The MPHF + evidence infrastructure is fixed for all modes. The payload — data associated with each slot — is orthogonal and varies by mode.

Mode	Description	Payload
1. Set	membership test only	none
2. Set with count	occurrences per kmer per sample	compact integer vector
3. Presence/absence matrix	which genomes contain each kmer	bit matrix n_kmers × n_genomes
4. Count matrix	occurrences per kmer per genome	integer matrix n_kmers × n_genomes

Mode 4 is architecturally identical to mode 3 but with counts instead of bits; the main open question is scale — a naive dense representation reaches hundreds of GB for large genome collections, which may require a sparse encoding.

Payload for mode 2: compact count vector

Counts follow a roughly geometric distribution: the large majority are below 128, almost all below 16 000, with rare large values in highly covered regions.
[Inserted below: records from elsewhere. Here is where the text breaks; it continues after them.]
//! Two-tier speech synthesis with automatic fallback.
//!
//! The router tries the preferred (primary) provider first and falls
//! back to the secondary only for enumerated failure classes:
//!
//! - primary credentials absent -> skip straight to the secondary,
//!   no primary network call;
//! - primary returns 401/403/429 -> fall back;
//! - primary transport failure (network/timeout) -> fall back;
//! - any other non-success status -> hard failure, no fallback
//!   (explicit policy; the `fallback_on_server_error` option extends
//!   the trigger set to 5xx).
//!
//! The secondary is invoked with the same length-capped text and the
//! same output handling. Callers observe only the returned handle,
//! never which provider served the request. If both providers fail,
//! the terminal (last) error is propagated with status/message detail.

use stagecall_types::error::EngineError;
use stagecall_types::speech::{AudioHandle, SynthesizedAudio};

use super::cache::AudioCache;
use super::provider::BoxSpeechSynthesizer;

/// Default character budget for synthesis input.
pub const DEFAULT_MAX_CHARS: usize = 4000;

/// Tuning knobs for the router.
#[derive(Debug, Clone)]
pub struct RouterOptions {
    /// Maximum number of characters sent to a provider.
    pub max_chars: usize,
    /// Also fall back on 5xx statuses from the primary.
    pub fallback_on_server_error: bool,
}

impl Default for RouterOptions {
    fn default() -> Self {
        Self {
            max_chars: DEFAULT_MAX_CHARS,
            fallback_on_server_error: false,
        }
    }
}

/// Routes synthesis requests through the primary/secondary pair.
pub struct SpeechRouter {
    primary: BoxSpeechSynthesizer,
    secondary: BoxSpeechSynthesizer,
    options: RouterOptions,
}

impl SpeechRouter {
    /// Create a router over an ordered provider pair.
    ///
    /// Fails with [`EngineError::Configuration`] when neither provider
    /// has credentials -- detected here, before any request is served.
    pub fn new(
        primary: BoxSpeechSynthesizer,
        secondary: BoxSpeechSynthesizer,
        options: RouterOptions,
    ) -> Result<Self, EngineError> {
        if !primary.is_configured() && !secondary.is_configured() {
            return Err(EngineError::Configuration(
                "no speech provider credentials configured".to_string(),
            ));
        }
        Ok(Self {
            primary,
            secondary,
            options,
        })
    }

    /// Synthesize `text` and insert the bytes into `cache`.
    ///
    /// Returns the fresh handle under which the audio was stored.
    pub async fn synthesize(
        &self,
        text: &str,
        cache: &AudioCache,
    ) -> Result<AudioHandle, EngineError> {
        let text = truncate_chars(text, self.options.max_chars);

        let mut last_err = None;
        if self.primary.is_configured() {
            match self.primary.synthesize(text).await {
                Ok(bytes) => {
                    return Ok(self.store(cache, bytes, self.primary.content_type()));
                }
                Err(err) if err.triggers_fallback(self.options.fallback_on_server_error) => {
                    tracing::warn!(
                        provider = %self.primary.name(),
                        error = %err,
                        "Primary speech provider failed, trying secondary"
                    );
                    last_err = Some(err);
                }
                Err(err) => {
                    tracing::error!(
                        provider = %self.primary.name(),
                        error = %err,
                        "Primary speech provider failed, no fallback for this error class"
                    );
                    return Err(err.into());
                }
            }
        } else {
            tracing::debug!(
                provider = %self.primary.name(),
                "Primary speech provider unconfigured, skipping"
            );
        }

        if !self.secondary.is_configured() {
            // Construction guarantees at least one configured provider,
            // so reaching here means the primary failed with a
            // fallback-class error and there is nowhere to go.
            return Err(last_err
                .map(Into::into)
                .unwrap_or_else(|| {
                    EngineError::Configuration(
                        "no speech provider credentials configured".to_string(),
                    )
                }));
        }

        match self.secondary.synthesize(text).await {
            Ok(bytes) => Ok(self.store(cache, bytes, self.secondary.content_type())),
            Err(err) => {
                tracing::error!(
                    provider = %self.secondary.name(),
                    error = %err,
                    "Secondary speech provider failed, synthesis exhausted"
                );
                Err(err.into())
            }
        }
    }

    fn store(&self, cache: &AudioCache, bytes: Vec<u8>, content_type: &str) -> AudioHandle {
        cache.insert(SynthesizedAudio {
            handle: AudioHandle::new(),
            content_type: content_type.to_string(),
            bytes,
        })
    }
}

/// Truncate to at most `max_chars` characters on a char boundary.
fn truncate_chars(text: &str, max_chars: usize) -> &str {
    match text.char_indices().nth(max_chars) {
        Some((idx, _)) => &text[..idx],
        None => text,
    }
}

#[cfg(test)]
mod tests {
    use super::*;
    use std::future::Future;
    use std::sync::Mutex;
    use std::sync::atomic::{AtomicUsize, Ordering};

    use stagecall_types::speech::SpeechError;

    use crate::speech::provider::SpeechSynthesizer;

    #[derive(Clone)]
    enum MockOutcome {
        Bytes(Vec<u8>),
        Fail(SpeechError),
    }

    struct MockSpeech {
        name: &'static str,
        configured: bool,
        outcome: MockOutcome,
        calls: std::sync::Arc<AtomicUsize>,
        received: std::sync::Arc<Mutex<Vec<String>>>,
    }

    impl MockSpeech {
        fn ok(name: &'static str, bytes: &[u8]) -> Self {
            Self {
                name,
                configured: true,
                outcome: MockOutcome::Bytes(bytes.to_vec()),
                calls: Default::default(),
                received: Default::default(),
            }
        }

        fn failing(name: &'static str, err: SpeechError) -> Self {
            Self {
                name,
                configured: true,
                outcome: MockOutcome::Fail(err),
                calls: Default::default(),
                received: Default::default(),
            }
        }

        fn unconfigured(name: &'static str) -> Self {
            Self {
                name,
                configured: false,
                outcome: MockOutcome::Fail(SpeechError::NotConfigured),
                calls: Default::default(),
                received: Default::default(),
            }
        }

        fn probes(&self) -> (std::sync::Arc<AtomicUsize>, std::sync::Arc<Mutex<Vec<String>>>) {
            (self.calls.clone(), self.received.clone())
        }
    }

    impl SpeechSynthesizer for MockSpeech {
        fn name(&self) -> &str {
            self.name
        }

        fn is_configured(&self) -> bool {
            self.configured
        }

        fn synthesize(
            &self,
            text: &str,
        ) -> impl Future<Output = Result<Vec<u8>, SpeechError>> + Send {
            self.calls.fetch_add(1, Ordering::SeqCst);
            self.received.lock().unwrap().push(text.to_string());
            let outcome = self.outcome.clone();
            async move {
                match outcome {
                    MockOutcome::Bytes(bytes) => Ok(bytes),
                    MockOutcome::Fail(err) => Err(err),
                }
            }
        }
    }

    fn router(primary: MockSpeech, secondary: MockSpeech) -> SpeechRouter {
        SpeechRouter::new(
            BoxSpeechSynthesizer::new(primary),
            BoxSpeechSynthesizer::new(secondary),
            RouterOptions::default(),
        )
        .unwrap()
    }

    #[tokio::test]
    async fn test_primary_success_stores_exact_bytes() {
        let primary = MockSpeech::ok("primary", b"primary-mp3");
        let secondary = MockSpeech::ok("secondary", b"secondary-mp3");
        let (secondary_calls, _) = secondary.probes();

        let cache = AudioCache::new();
        let handle = router(primary, secondary)
            .synthesize("Hej", &cache)
            .await
            .unwrap();

        assert_eq!(cache.fetch(&handle).unwrap().bytes, b"primary-mp3");
        assert_eq!(secondary_calls.load(Ordering::SeqCst), 0);
    }

    #[tokio::test]
    async fn test_unconfigured_primary_skips_to_secondary() {
        let primary = MockSpeech::unconfigured("primary");
        let secondary = MockSpeech::ok("secondary", b"secondary-mp3");
        let (primary_calls, _) = primary.probes();

        let cache = AudioCache::new();
        let handle = router(primary, secondary)
            .synthesize("Hej", &cache)
            .await
            .unwrap();

        assert_eq!(cache.fetch(&handle).unwrap().bytes, b"secondary-mp3");
        assert_eq!(primary_calls.load(Ordering::SeqCst), 0);
    }

    #[tokio::test]
    async fn test_rate_limit_triggers_exactly_one_secondary_call() {
        let primary = MockSpeech::failing("primary", SpeechError::RateLimited);
        let secondary = MockSpeech::ok("secondary", b"fallback-mp3");
        let (primary_calls, _) = primary.probes();
        let (secondary_calls, _) = secondary.probes();

        let cache = AudioCache::new();
        let handle = router(primary, secondary)
            .synthesize("Hej", &cache)
            .await
            .unwrap();

        assert_eq!(cache.fetch(&handle).unwrap().bytes, b"fallback-mp3");
        assert_eq!(primary_calls.load(Ordering::SeqCst), 1);
        assert_eq!(secondary_calls.load(Ordering::SeqCst), 1);
    }

    #[tokio::test]
    async fn test_denied_and_transport_trigger_fallback() {
        for err in [
            SpeechError::Denied(401),
            SpeechError::Denied(403),
            SpeechError::Transport("connection timed out".into()),
        ] {
            let primary = MockSpeech::failing("primary", err);
            let secondary = MockSpeech::ok("secondary", b"fallback-mp3");

            let cache = AudioCache::new();
            let handle = router(primary, secondary)
                .synthesize("Hej", &cache)
                .await
                .unwrap();
            assert_eq!(cache.fetch(&handle).unwrap().bytes, b"fallback-mp3");
        }
    }

    #[tokio::test]
    async fn test_server_error_is_terminal_without_flag() {
        let primary = MockSpeech::failing(
            "primary",
            SpeechError::Status {
                status: 500,
                message: "internal error".into(),
            },
        );
        let secondary = MockSpeech::ok("secondary", b"fallback-mp3");
        let (secondary_calls, _) = secondary.probes();

        let cache = AudioCache::new();
        let err = router(primary, secondary)
            .synthesize("Hej", &cache)
            .await
            .unwrap_err();

        match err {
            EngineError::Upstream { status, .. } => assert_eq!(status, Some(500)),
            other => panic!("expected Upstream, got {other:?}"),
        }
        assert_eq!(secondary_calls.load(Ordering::SeqCst), 0);
        assert!(cache.is_empty());
    }

    #[tokio::test]
    async fn test_server_error_falls_back_with_flag() {
        let primary = MockSpeech::failing(
            "primary",
            SpeechError::Status {
                status: 503,
                message: "unavailable".into(),
            },
        );
        let secondary = MockSpeech::ok("secondary", b"fallback-mp3");

        let cache = AudioCache::new();
        let router = SpeechRouter::new(
            BoxSpeechSynthesizer::new(primary),
            BoxSpeechSynthesizer::new(secondary),
            RouterOptions {
                fallback_on_server_error: true,
                ..RouterOptions::default()
            },
        )
        .unwrap();

        let handle = router.synthesize("Hej", &cache).await.unwrap();
        assert_eq!(cache.fetch(&handle).unwrap().bytes, b"fallback-mp3");
    }

    #[tokio::test]
    async fn test_both_fail_propagates_terminal_error() {
        let primary = MockSpeech::failing("primary", SpeechError::RateLimited);
        let secondary = MockSpeech::failing(
            "secondary",
            SpeechError::Status {
                status: 502,
                message: "bad gateway".into(),
            },
        );

        let cache = AudioCache::new();
        let err = router(primary, secondary)
            .synthesize("Hej", &cache)
            .await
            .unwrap_err();

        match err {
            EngineError::Upstream { status, message } => {
                assert_eq!(status, Some(502));
                assert!(message.contains("bad gateway"));
            }
            other => panic!("expected Upstream, got {other:?}"),
        }
    }

    #[tokio::test]
    async fn test_fallback_with_unconfigured_secondary_keeps_primary_error() {
        let primary = MockSpeech::failing("primary", SpeechError::RateLimited);
        let secondary = MockSpeech::unconfigured("secondary");
        let (secondary_calls, _) = secondary.probes();

        let cache = AudioCache::new();
        let err = router(primary, secondary)
            .synthesize("Hej", &cache)
            .await
            .unwrap_err();

        match err {
            EngineError::Upstream { status, .. } => assert_eq!(status, Some(429)),
            other => panic!("expected Upstream, got {other:?}"),
        }
        assert_eq!(secondary_calls.load(Ordering::SeqCst), 0);
    }

    #[tokio::test]
    async fn test_neither_configured_is_a_construction_error() {
        let result = SpeechRouter::new(
            BoxSpeechSynthesizer::new(MockSpeech::unconfigured("primary")),
            BoxSpeechSynthesizer::new(MockSpeech::unconfigured("secondary")),
            RouterOptions::default(),
        );
        assert!(matches!(result, Err(EngineError::Configuration(_))));
    }

    #[tokio::test]
    async fn test_text_is_truncated_for_both_providers() {
        let primary = MockSpeech::failing("primary", SpeechError::RateLimited);
        let secondary = MockSpeech::ok("secondary", b"mp3");
        let (_, primary_seen) = primary.probes();
        let (_, secondary_seen) = secondary.probes();

        let cache = AudioCache::new();
        let router = SpeechRouter::new(
            BoxSpeechSynthesizer::new(primary),
            BoxSpeechSynthesizer::new(secondary),
            RouterOptions {
                max_chars: 5,
                ..RouterOptions::default()
            },
        )
        .unwrap();

        router.synthesize("abcdefghij", &cache).await.unwrap();
        assert_eq!(primary_seen.lock().unwrap()[0], "abcde");
        assert_eq!(secondary_seen.lock().unwrap()[0], "abcde");
    }

    #[tokio::test]
    async fn test_handles_are_unique_per_call() {
        let cache = AudioCache::new();
        let router = router(
            MockSpeech::ok("primary", b"mp3"),
            MockSpeech::ok("secondary", b"mp3"),
        );
        let first = router.synthesize("en", &cache).await.unwrap();
        let second = router.synthesize("två", &cache).await.unwrap();
        assert_ne!(first, second);
        assert_eq!(cache.len(), 2);
    }

    #[test]
    fn test_truncate_respects_char_boundaries() {
        assert_eq!(truncate_chars("hej på dig", 6), "hej på");
        assert_eq!(truncate_chars("kort", 100), "kort");
        assert_eq!(truncate_chars("åäö", 2), "åä");
    }
}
Options for a mmap-compatible random-access count vector:

• Vec<u16> — 2 bytes/slot, covers 0–65 535, O(1) access, trivially mmap-able. Practical upper bound sufficient for most metagenomic use cases.
• Bit-packed fixed width — choose B = ⌈log₂(max_count)⌉ globally (e.g. B=14 for 99.9% coverage at 1.75 bytes/slot). O(1) access via bit-shift arithmetic.
• Block-varint (PForDelta, StreamVByte) — good compression but random access requires a separate offset index; no mature Rust crate for mmap use.

Decision not yet made. Vec<u16> is the default baseline pending profiling.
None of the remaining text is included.